For those of you who are accusing the president of doing nothing in response to Hurricane Katrina, we offer you this decisive action:
He suspended the Davis-Bacon Act.
Davis-Bacon is the law the requires government contractors and subcontractors to pay prevailing wages for public construction contracts. The 1931 act allows for suspension of prevailing wage requirements in the event of a national emergency. On Thursday, George W. Bush issued the executive order allowing federal contractors to pay substandard wages in disaster areas within Alabama, Florida, Louisiana and Mississippi.
We agree with Rep. George Miller of California, who had this to say:
"The administration is using the devastation of Hurricane Katrina to cut the wages of people desperately trying to rebuild their lives and their communities."
Perhaps nobody said it better than Edward C. Sullivan, president of the Building and Construction Trades Department, AFL-CIO:
"Once again the poorest workers are exploited in this disaster.
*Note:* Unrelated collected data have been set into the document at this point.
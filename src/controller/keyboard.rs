// Copyright (C) 2025 Michael Wilson <mike@mdwn.dev>
//
// This program is free software: you can redistribute it and/or modify it under
// the terms of the GNU General Public License as published by the Free Software
// Foundation, version 3.
//
// This program is distributed in the hope that it will be useful, but WITHOUT
// ANY WARRANTY; without even the implied warranty of MERCHANTABILITY or FITNESS
// FOR A PARTICULAR PURPOSE. See the GNU General Public License for more details.
//
// You should have received a copy of the GNU General Public License along with
// this program. If not, see <https://www.gnu.org/licenses/>.
//
use std::io;

use tokio::{sync::mpsc::Sender, task::JoinHandle};
use tracing::{info, span, warn, Level};

use super::Event;

const PLAY: &str = "play";
const STOP: &str = "stop";
const VOLUME: &str = "volume";
const MASTER: &str = "master";
const RESUME: &str = "resume";
const PAUSE: &str = "pause";
const STOP_ALL: &str = "stop_all";
const SEARCH: &str = "search";
const STATUS: &str = "status";

/// A controller that controls a mixer using the keyboard. The play command
/// toggles a sound's control, mirroring the single play/stop control each
/// sound exposes.
pub struct Driver {}

impl Driver {
    pub fn new() -> Driver {
        Driver {}
    }

    fn monitor_io<R, W>(
        events_tx: &Sender<Event>,
        mut reader: R,
        mut writer: W,
    ) -> Result<(), io::Error>
    where
        R: io::BufRead,
        W: io::Write,
    {
        write!(
            writer,
            "Command ({} <sound>, {} <sound>, {} <sound> <volume>, {} <volume>, {}, {}, {}, {} <query>, {}): ",
            PLAY, STOP, VOLUME, MASTER, RESUME, PAUSE, STOP_ALL, SEARCH, STATUS,
        )?;
        writer.flush()?;
        let mut input: String = String::default();
        reader.read_line(&mut input)?;

        let input = input.trim().to_lowercase();
        let mut words = input.split_whitespace();
        let event = match words.next() {
            Some(PLAY) => words.next().map(|sound| Event::Toggle(sound.to_string())),
            Some(STOP) => words.next().map(|sound| Event::Stop(sound.to_string())),
            Some(VOLUME) => match (words.next(), words.next().map(str::parse::<f64>)) {
                (Some(sound), Some(Ok(volume))) => {
                    Some(Event::SetVolume(sound.to_string(), volume))
                }
                _ => None,
            },
            Some(MASTER) => match words.next().map(str::parse::<f64>) {
                Some(Ok(volume)) => Some(Event::SetMasterVolume(volume)),
                _ => None,
            },
            Some(RESUME) => Some(Event::ResumeAll),
            Some(PAUSE) => Some(Event::PauseAll),
            Some(STOP_ALL) => Some(Event::StopAll),
            Some(SEARCH) => Some(Event::Search(
                words.collect::<Vec<&str>>().join(" "),
            )),
            Some(STATUS) => Some(Event::Status),
            _ => None,
        };

        match event {
            Some(event) => events_tx
                .blocking_send(event)
                .map_err(|e| io::Error::new(io::ErrorKind::Other, e))?,
            None => warn!(input = input, "Unrecognized input"),
        }
        Ok(())
    }
}

impl super::Driver for Driver {
    fn monitor_events(&self, events_tx: Sender<Event>) -> JoinHandle<Result<(), io::Error>> {
        tokio::task::spawn_blocking(move || {
            let span = span!(Level::INFO, "keyboard driver");
            let _enter = span.enter();

            info!("Keyboard driver started.");

            loop {
                Self::monitor_io(&events_tx, io::stdin().lock(), io::stdout())?;
            }
        })
    }
}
This Administration's continued disregard for the victims of this tragedy is evident in the President's proclamation suspending Davis-Bacon protection for workers in the hurricane torn Gulf.
Once again this Administration is looking out for corporations eager to profit from a national emergency. They want to pay the poorest workers the lowest wages to do the most dangerous jobs. Suspending Davis-Bacon protections for financially distressed workers in the Gulf states amounts to legalized looting of these workers who will be cleaning up toxic sites and struggling to rebuild their communities while favored contractors rake in huge profits from FEMA reconstruction contracts. This is a shameful action and a national disgrace. It’s time for this Administration and those members of Congress who blatantly carry the water for corporate gougers during a disaster to realize that denying fair wages to Gulf State workers is no way to help them get back on their feet."
Since the government is funding all such construction, and is not requiring "discount bidding" from the contractors, the move will only allow contractors to enjoy higher corporate profits at the expense of local workers who are trying to rebuild their lives after the worst natural disaster in American history. Since price-gouging is widely recognized and hated, wage-suppression is the only politically available profiteering move for the friends of the president.
But look at the bright side: if the move leads to suppressed wages, and that leads to inexperienced workers getting the jobs, and that leads to poorer construction on coastal highways and bridges, at least we know that the next time the bridges fall and roads wash out, we'll be able to look back on all this as a learning experience.
[Update: Jottings by an Employer's Lawyer has an interesting contrary view.]